A genuine Blacks only conversation hasn’t begun yet

2015-03-18 20:12

I thought I should be opportunistic, since we’ve relaxed our sensitivities on the race topic, to say what I’ve been reluctant to say all along.

Black consciousness is not only about erecting an impenetrable wall of solidarity and counter-attack against the self-righteous generalisations often made by our counterparts in other races. It features a critical inward-looking process that seeks to evaluate the self. However, because of the onslaught on the black skin in our past, legitimised by racist laws, blacks as a people have become used to the idea of a systemically white enemy in the form of institutions and privileges.

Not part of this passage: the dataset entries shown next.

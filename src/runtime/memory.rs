// Copyright 2025 STARGA Inc.
// Licensed under the Apache License, Version 2.0 (the “License”);
// you may not use this file except in compliance with the License.
// You may obtain a copy of the License at:
//     http://www.apache.org/licenses/LICENSE-2.0
//
// Unless required by applicable law or agreed to in writing, software
// distributed under the License is distributed on an “AS IS” BASIS,
// WITHOUT WARRANTIES OR CONDITIONS OF ANY KIND, either express or implied.
// See the License for the specific language governing permissions and
// limitations under the License.

// Part of the MIND project (Machine Intelligence Native Design).

//! Device memory handles.
//!
//! Call sites work against [`DeviceMemory`]; the concrete representation is
//! chosen once through [`allocate`] and differs by backend. OpenCL memory
//! objects are refcounted, so cloning a [`ClBuffer`] aliases the same
//! storage. HIP allocations are uniquely owned.

use std::sync::Arc;

use parking_lot::RwLock;

use crate::runtime::types::{BackendTarget, DataType, RuntimeError};

/// Byte-addressable device allocation with a declared element type.
pub trait DeviceMemory {
    /// Backend that owns the allocation.
    fn backend(&self) -> BackendTarget;

    /// Element type the caller declared for the buffer.
    fn dtype(&self) -> DataType;

    /// Allocation length in bytes.
    fn byte_len(&self) -> usize;

    /// Copies `len` bytes starting at `offset` out of the allocation.
    fn read_bytes(&self, offset: usize, len: usize) -> Result<Vec<u8>, RuntimeError>;

    /// Overwrites `bytes.len()` bytes starting at `offset`.
    fn write_bytes(&mut self, offset: usize, bytes: &[u8]) -> Result<(), RuntimeError>;

    /// Declared length in elements of [`DeviceMemory::dtype`].
    fn len_elements(&self) -> usize {
        self.byte_len() / self.dtype().size_in_bytes()
    }
}

fn check_range(
    target: BackendTarget,
    offset: usize,
    len: usize,
    byte_len: usize,
) -> Result<(), RuntimeError> {
    match offset.checked_add(len) {
        Some(end) if end <= byte_len => Ok(()),
        _ => Err(RuntimeError::OutOfBounds {
            target,
            offset,
            len,
            byte_len,
        }),
    }
}

/// Zero-filled storage for `elements` values of `dtype`.
///
/// Fails instead of panicking when the byte length overflows or exceeds the
/// largest allocation the platform allows.
fn zeroed_bytes(
    target: BackendTarget,
    dtype: DataType,
    elements: usize,
) -> Result<Vec<u8>, RuntimeError> {
    match elements.checked_mul(dtype.size_in_bytes()) {
        Some(len) if len <= isize::MAX as usize => Ok(vec![0u8; len]),
        _ => Err(RuntimeError::AllocationTooLarge {
            target,
            dtype,
            elements,
        }),
    }
}

/// OpenCL-style memory object. Clones share storage.
#[derive(Clone, Debug)]
pub struct ClBuffer {
    mem: Arc<RwLock<Vec<u8>>>,
    dtype: DataType,
}

impl ClBuffer {
    pub fn zeroed(dtype: DataType, elements: usize) -> Result<Self, RuntimeError> {
        let bytes = zeroed_bytes(BackendTarget::OpenCl, dtype, elements)?;
        Ok(Self {
            mem: Arc::new(RwLock::new(bytes)),
            dtype,
        })
    }

    /// Number of live handles to the same memory object.
    pub fn ref_count(&self) -> usize {
        Arc::strong_count(&self.mem)
    }
}

impl DeviceMemory for ClBuffer {
    fn backend(&self) -> BackendTarget {
        BackendTarget::OpenCl
    }

    fn dtype(&self) -> DataType {
        self.dtype
    }

    fn byte_len(&self) -> usize {
        self.mem.read().len()
    }

    fn read_bytes(&self, offset: usize, len: usize) -> Result<Vec<u8>, RuntimeError> {
        let mem = self.mem.read();
        check_range(BackendTarget::OpenCl, offset, len, mem.len())?;
        Ok(mem[offset..offset + len].to_vec())
    }

    fn write_bytes(&mut self, offset: usize, bytes: &[u8]) -> Result<(), RuntimeError> {
        let mut mem = self.mem.write();
        check_range(BackendTarget::OpenCl, offset, bytes.len(), mem.len())?;
        mem[offset..offset + bytes.len()].copy_from_slice(bytes);
        Ok(())
    }
}

/// HIP-style device allocation, uniquely owned.
#[derive(Debug)]
pub struct HipBuffer {
    ptr: Box<[u8]>,
    dtype: DataType,
}

impl HipBuffer {
    pub fn zeroed(dtype: DataType, elements: usize) -> Result<Self, RuntimeError> {
        let bytes = zeroed_bytes(BackendTarget::Hip, dtype, elements)?;
        Ok(Self {
            ptr: bytes.into_boxed_slice(),
            dtype,
        })
    }
}

impl DeviceMemory for HipBuffer {
    fn backend(&self) -> BackendTarget {
        BackendTarget::Hip
    }

    fn dtype(&self) -> DataType {
        self.dtype
    }

    fn byte_len(&self) -> usize {
        self.ptr.len()
    }

    fn read_bytes(&self, offset: usize, len: usize) -> Result<Vec<u8>, RuntimeError> {
        check_range(BackendTarget::Hip, offset, len, self.ptr.len())?;
        Ok(self.ptr[offset..offset + len].to_vec())
    }

    fn write_bytes(&mut self, offset: usize, bytes: &[u8]) -> Result<(), RuntimeError> {
        check_range(BackendTarget::Hip, offset, bytes.len(), self.ptr.len())?;
        self.ptr[offset..offset + bytes.len()].copy_from_slice(bytes);
        Ok(())
    }
}

/// Backend-selected device buffer.
#[derive(Debug)]
pub enum DeviceBuffer {
    OpenCl(ClBuffer),
    Hip(HipBuffer),
}

/// Allocates a zero-filled buffer of `elements` values on `target`.
pub fn allocate(
    target: BackendTarget,
    dtype: DataType,
    elements: usize,
) -> Result<DeviceBuffer, RuntimeError> {
    Ok(match target {
        BackendTarget::OpenCl => DeviceBuffer::OpenCl(ClBuffer::zeroed(dtype, elements)?),
        BackendTarget::Hip => DeviceBuffer::Hip(HipBuffer::zeroed(dtype, elements)?),
    })
}

impl DeviceMemory for DeviceBuffer {
    fn backend(&self) -> BackendTarget {
        match self {
            DeviceBuffer::OpenCl(buf) => buf.backend(),
            DeviceBuffer::Hip(buf) => buf.backend(),
        }
    }

    fn dtype(&self) -> DataType {
        match self {
            DeviceBuffer::OpenCl(buf) => buf.dtype(),
            DeviceBuffer::Hip(buf) => buf.dtype(),
        }
    }

    fn byte_len(&self) -> usize {
        match self {
            DeviceBuffer::OpenCl(buf) => buf.byte_len(),
            DeviceBuffer::Hip(buf) => buf.byte_len(),
        }
    }

    fn read_bytes(&self, offset: usize, len: usize) -> Result<Vec<u8>, RuntimeError> {
        match self {
            DeviceBuffer::OpenCl(buf) => buf.read_bytes(offset, len),
            DeviceBuffer::Hip(buf) => buf.read_bytes(offset, len),
        }
    }

    fn write_bytes(&mut self, offset: usize, bytes: &[u8]) -> Result<(), RuntimeError> {
        match self {
            DeviceBuffer::OpenCl(buf) => buf.write_bytes(offset, bytes),
            DeviceBuffer::Hip(buf) => buf.write_bytes(offset, bytes),
        }
    }
}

During apartheid, it was convenient (and indeed necessary) to forget about everything else and launch an offensive on the apartheid regime. Although activists like Steve Biko raised the question of lifestyle, i.e. defeatist alcoholism, generally the message was clear: defeat ye first the apartheid monster and you’ll figure out how to manoeuvre in the jungle afterwards.

Currently, there is general consensus that the legacy of apartheid continues to haunt us to this day, despite the political victory of 1994. The economy is in white hands, a few hands for that matter. Transformation is slow-paced and tertiary education is unaffordable. These are demons every black person has to confront and vanquish on a daily basis.

I’m citing these established realities to make the point that Black anger can’t be dismissed as reverse racist or destructive to nation building. If anything, addressing this anger in real terms is the foundation of whatever cohesive society we may dream of.


I think in many of our defences as the black community, we’re dishonest to ourselves or we’ve become spin-doctors of our very own black conditions (we know crime is high in the townships, but who the hell are you to tell us?)

We continue reacting to bigotry as a collective without dealing with the evil forces terrorising us in our own spaces where there are no white people. Business Day ran an editorial on the tragic death of Collins Chabane, defying ‘middle-class respectability’ and political correctness by urging us to draw (suspected) speeding lessons from Chabane’s death rather than only singing holy praises.

This is what we haven’t yet done as blacks – we haven’t deeply engaged ourselves into our weaknesses, correct them and march forward stronger than ever. We fear one another in the townships. We rape one another. We burn each other to death on witchcraft suspicions that lack concrete evident expression. Our taxi industry suffers from a disease of violence, poor customer focus and greed. Some of our young people seem to have decided that they will surrender their lives to drugs and alcohol.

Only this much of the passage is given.